▶ [DATA RECORDS]:

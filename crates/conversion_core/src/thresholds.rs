use serde::{Deserialize, Serialize};

use crate::statistics::ConversionSummary;
use crate::ConversionId;

#[derive(Debug, Clone, Copy, PartialEq, Eq, Hash, Serialize, Deserialize)]
#[serde(rename_all = "snake_case")]
pub enum PerformanceIssueKind {
    SlowConversion,
    HighMemoryUsage,
}

/// Advisory breach; never changes a conversion's outcome.
#[derive(Debug, Clone, PartialEq, Eq, Serialize, Deserialize)]
pub struct PerformanceIssue {
    pub conversion_id: ConversionId,
    pub artifact_id: String,
    pub kind: PerformanceIssueKind,
    pub observed: u64,
    pub threshold: u64,
}

#[derive(Debug, Clone, Copy, PartialEq, Eq, Serialize, Deserialize)]
pub struct PerformanceThresholds {
    pub time_threshold_ms: u64,
    pub memory_threshold_bytes: u64,
}

impl PerformanceThresholds {
    pub fn check(&self, summary: &ConversionSummary) -> Vec<PerformanceIssue> {
        let mut issues = Vec::new();
        if summary.duration_ms > self.time_threshold_ms {
            issues.push(PerformanceIssue {
                conversion_id: summary.conversion_id,
                artifact_id: summary.artifact_id.clone(),
                kind: PerformanceIssueKind::SlowConversion,
                observed: summary.duration_ms,
                threshold: self.time_threshold_ms,
            });
        }
        if summary.peak_memory_bytes > self.memory_threshold_bytes {
            issues.push(PerformanceIssue {
                conversion_id: summary.conversion_id,
                artifact_id: summary.artifact_id.clone(),
                kind: PerformanceIssueKind::HighMemoryUsage,
                observed: summary.peak_memory_bytes,
                threshold: self.memory_threshold_bytes,
            });
        }
        issues
    }
}
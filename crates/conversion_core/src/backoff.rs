use std::time::Duration;

use serde::{Deserialize, Serialize};

/// Exponential delay schedule between recovery attempts.
#[derive(Debug, Clone, Copy, PartialEq, Serialize, Deserialize)]
#[serde(default)]
pub struct BackoffPolicy {
    pub base_delay_ms: u64,
    pub multiplier: f64,
    pub max_delay_ms: u64,
}

impl Default for BackoffPolicy {
    fn default() -> Self {
        Self {
            base_delay_ms: 1000,
            multiplier: 2.0,
            max_delay_ms: 30_000,
        }
    }
}

impl BackoffPolicy {
    /// Delay before attempt `n` (1-based): `base * multiplier^(n-1)`, capped
    /// at `max_delay_ms`. Attempt 0 has no delay.
    pub fn delay_for_attempt(&self, attempt: u32) -> Duration {
        if attempt == 0 {
            return Duration::ZERO;
        }
        let exponent = i32::try_from(attempt - 1).unwrap_or(i32::MAX);
        let raw = self.base_delay_ms as f64 * self.multiplier.powi(exponent);
        let capped = if raw.is_finite() {
            raw.min(self.max_delay_ms as f64).max(0.0)
        } else {
            self.max_delay_ms as f64
        };
        Duration::from_millis(capped as u64)
    }
}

▶ [WHAT IS REQUIRED]:
Send back exactly the lines of the listing above starting at the one with "between recovery attempts." and ending at the one with "let exponent = i32::try_from(attempt", inclusive, and no others.

▶ [RESPONSE FOR THIS EXERCISE]:
/// Exponential delay schedule between recovery attempts.
#[derive(Debug, Clone, Copy, PartialEq, Serialize, Deserialize)]
#[serde(default)]
pub struct BackoffPolicy {
    pub base_delay_ms: u64,
    pub multiplier: f64,
    pub max_delay_ms: u64,
}

impl Default for BackoffPolicy {
    fn default() -> Self {
        Self {
            base_delay_ms: 1000,
            multiplier: 2.0,
            max_delay_ms: 30_000,
        }
    }
}

impl BackoffPolicy {
    /// Delay before attempt `n` (1-based): `base * multiplier^(n-1)`, capped
    /// at `max_delay_ms`. Attempt 0 has no delay.
    pub fn delay_for_attempt(&self, attempt: u32) -> Duration {
        if attempt == 0 {
            return Duration::ZERO;
        }
        let exponent = i32::try_from(attempt - 1).unwrap_or(i32::MAX);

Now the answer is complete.